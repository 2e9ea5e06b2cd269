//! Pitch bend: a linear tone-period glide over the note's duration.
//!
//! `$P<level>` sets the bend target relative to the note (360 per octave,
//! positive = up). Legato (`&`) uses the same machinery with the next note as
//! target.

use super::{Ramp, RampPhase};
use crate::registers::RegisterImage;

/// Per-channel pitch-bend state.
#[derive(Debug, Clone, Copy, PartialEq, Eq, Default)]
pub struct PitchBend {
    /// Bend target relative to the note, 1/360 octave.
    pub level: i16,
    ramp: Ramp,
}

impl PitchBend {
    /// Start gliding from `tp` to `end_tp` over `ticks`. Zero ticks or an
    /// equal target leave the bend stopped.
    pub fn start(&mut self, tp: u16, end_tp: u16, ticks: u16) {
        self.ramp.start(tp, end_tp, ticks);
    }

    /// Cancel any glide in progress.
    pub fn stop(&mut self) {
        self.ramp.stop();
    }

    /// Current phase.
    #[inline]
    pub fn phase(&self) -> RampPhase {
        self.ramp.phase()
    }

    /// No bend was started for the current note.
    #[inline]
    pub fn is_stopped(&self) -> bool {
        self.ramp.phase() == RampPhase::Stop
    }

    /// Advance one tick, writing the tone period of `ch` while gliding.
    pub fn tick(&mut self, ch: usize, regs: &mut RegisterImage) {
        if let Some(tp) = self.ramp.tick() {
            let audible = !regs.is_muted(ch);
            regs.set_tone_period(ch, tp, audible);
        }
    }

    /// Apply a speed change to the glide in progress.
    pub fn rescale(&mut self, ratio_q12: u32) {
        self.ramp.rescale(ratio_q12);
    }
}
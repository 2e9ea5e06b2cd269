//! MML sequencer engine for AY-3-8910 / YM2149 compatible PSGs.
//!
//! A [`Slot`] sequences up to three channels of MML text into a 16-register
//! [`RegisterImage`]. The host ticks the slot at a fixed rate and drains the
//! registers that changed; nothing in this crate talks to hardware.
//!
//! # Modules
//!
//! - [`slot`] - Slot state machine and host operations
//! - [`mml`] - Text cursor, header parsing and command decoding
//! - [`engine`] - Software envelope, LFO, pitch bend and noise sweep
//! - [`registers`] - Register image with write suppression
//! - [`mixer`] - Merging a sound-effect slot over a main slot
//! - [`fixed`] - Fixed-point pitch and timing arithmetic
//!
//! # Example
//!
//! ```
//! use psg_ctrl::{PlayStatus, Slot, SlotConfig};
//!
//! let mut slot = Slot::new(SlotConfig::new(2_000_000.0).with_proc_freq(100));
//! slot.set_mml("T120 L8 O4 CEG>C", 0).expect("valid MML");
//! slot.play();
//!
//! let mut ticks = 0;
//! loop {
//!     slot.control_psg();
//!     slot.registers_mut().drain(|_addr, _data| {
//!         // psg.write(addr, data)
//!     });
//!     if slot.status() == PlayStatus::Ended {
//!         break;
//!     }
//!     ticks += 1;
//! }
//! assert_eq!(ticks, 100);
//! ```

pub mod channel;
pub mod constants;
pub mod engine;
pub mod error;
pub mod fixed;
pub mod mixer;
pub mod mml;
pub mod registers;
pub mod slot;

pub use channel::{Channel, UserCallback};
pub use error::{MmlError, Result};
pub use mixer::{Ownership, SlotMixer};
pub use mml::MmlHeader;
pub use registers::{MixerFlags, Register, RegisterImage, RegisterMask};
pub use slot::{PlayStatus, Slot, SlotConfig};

TASK BRIEF:
For this exercise, copy all of the material exactly as it stands.

SOLUTION TO THE PROBLEM:
repository 2e9ea5e06b2cd269
//! Pitch bend: a linear tone-period glide over the note's duration.
//!
//! `$P<level>` sets the bend target relative to the note (360 per octave,
//! positive = up). Legato (`&`) uses the same machinery with the next note as
//! target.

use super::{Ramp, RampPhase};
use crate::registers::RegisterImage;

/// Per-channel pitch-bend state.
#[derive(Debug, Clone, Copy, PartialEq, Eq, Default)]
pub struct PitchBend {
    /// Bend target relative to the note, 1/360 octave.
    pub level: i16,
    ramp: Ramp,
}

impl PitchBend {
    /// Start gliding from `tp` to `end_tp` over `ticks`. Zero ticks or an
    /// equal target leave the bend stopped.
    pub fn start(&mut self, tp: u16, end_tp: u16, ticks: u16) {
        self.ramp.start(tp, end_tp, ticks);
    }

    /// Cancel any glide in progress.
    pub fn stop(&mut self) {
        self.ramp.stop();
    }

    /// Current phase.
    #[inline]
    pub fn phase(&self) -> RampPhase {
        self.ramp.phase()
    }

    /// No bend was started for the current note.
    #[inline]
    pub fn is_stopped(&self) -> bool {
        self.ramp.phase() == RampPhase::Stop
    }

    /// Advance one tick, writing the tone period of `ch` while gliding.
    pub fn tick(&mut self, ch: usize, regs: &mut RegisterImage) {
        if let Some(tp) = self.ramp.tick() {
            let audible = !regs.is_muted(ch);
            regs.set_tone_period(ch, tp, audible);
        }
    }

    /// Apply a speed change to the glide in progress.
    pub fn rescale(&mut self, ratio_q12: u32) {
        self.ramp.rescale(ratio_q12);
    }
}
repository 2e9ea5e06b2cd269
//! MML sequencer engine for AY-3-8910 / YM2149 compatible PSGs.
//!
//! A [`Slot`] sequences up to three channels of MML text into a 16-register
//! [`RegisterImage`]. The host ticks the slot at a fixed rate and drains the
//! registers that changed; nothing in this crate talks to hardware.
//!
//! # Modules
//!
//! - [`slot`] - Slot state machine and host operations
//! - [`mml`] - Text cursor, header parsing and command decoding
//! - [`engine`] - Software envelope, LFO, pitch bend and noise sweep
//! - [`registers`] - Register image with write suppression
//! - [`mixer`] - Merging a sound-effect slot over a main slot
//! - [`fixed`] - Fixed-point pitch and timing arithmetic
//!
//! # Example
//!
//! ```
//! use psg_ctrl::{PlayStatus, Slot, SlotConfig};
//!
//! let mut slot = Slot::new(SlotConfig::new(2_000_000.0).with_proc_freq(100));
//! slot.set_mml("T120 L8 O4 CEG>C", 0).expect("valid MML");
//! slot.play();
//!
//! let mut ticks = 0;
//! loop {
//!     slot.control_psg();
//!     slot.registers_mut().drain(|_addr, _data| {
//!         // psg.write(addr, data)
//!     });
//!     if slot.status() == PlayStatus::Ended {
//!         break;
//!     }
//!     ticks += 1;
//! }
//! assert_eq!(ticks, 100);
//! ```

pub mod channel;
pub mod constants;
pub mod engine;
pub mod error;
pub mod fixed;
pub mod mixer;
pub mod mml;
pub mod registers;
pub mod slot;

pub use channel::{Channel, UserCallback};
pub use error::{MmlError, Result};
pub use mixer::{Ownership, SlotMixer};
pub use mml::MmlHeader;
pub use registers::{MixerFlags, Register, RegisterImage, RegisterMask};
pub use slot::{PlayStatus, Slot, SlotConfig};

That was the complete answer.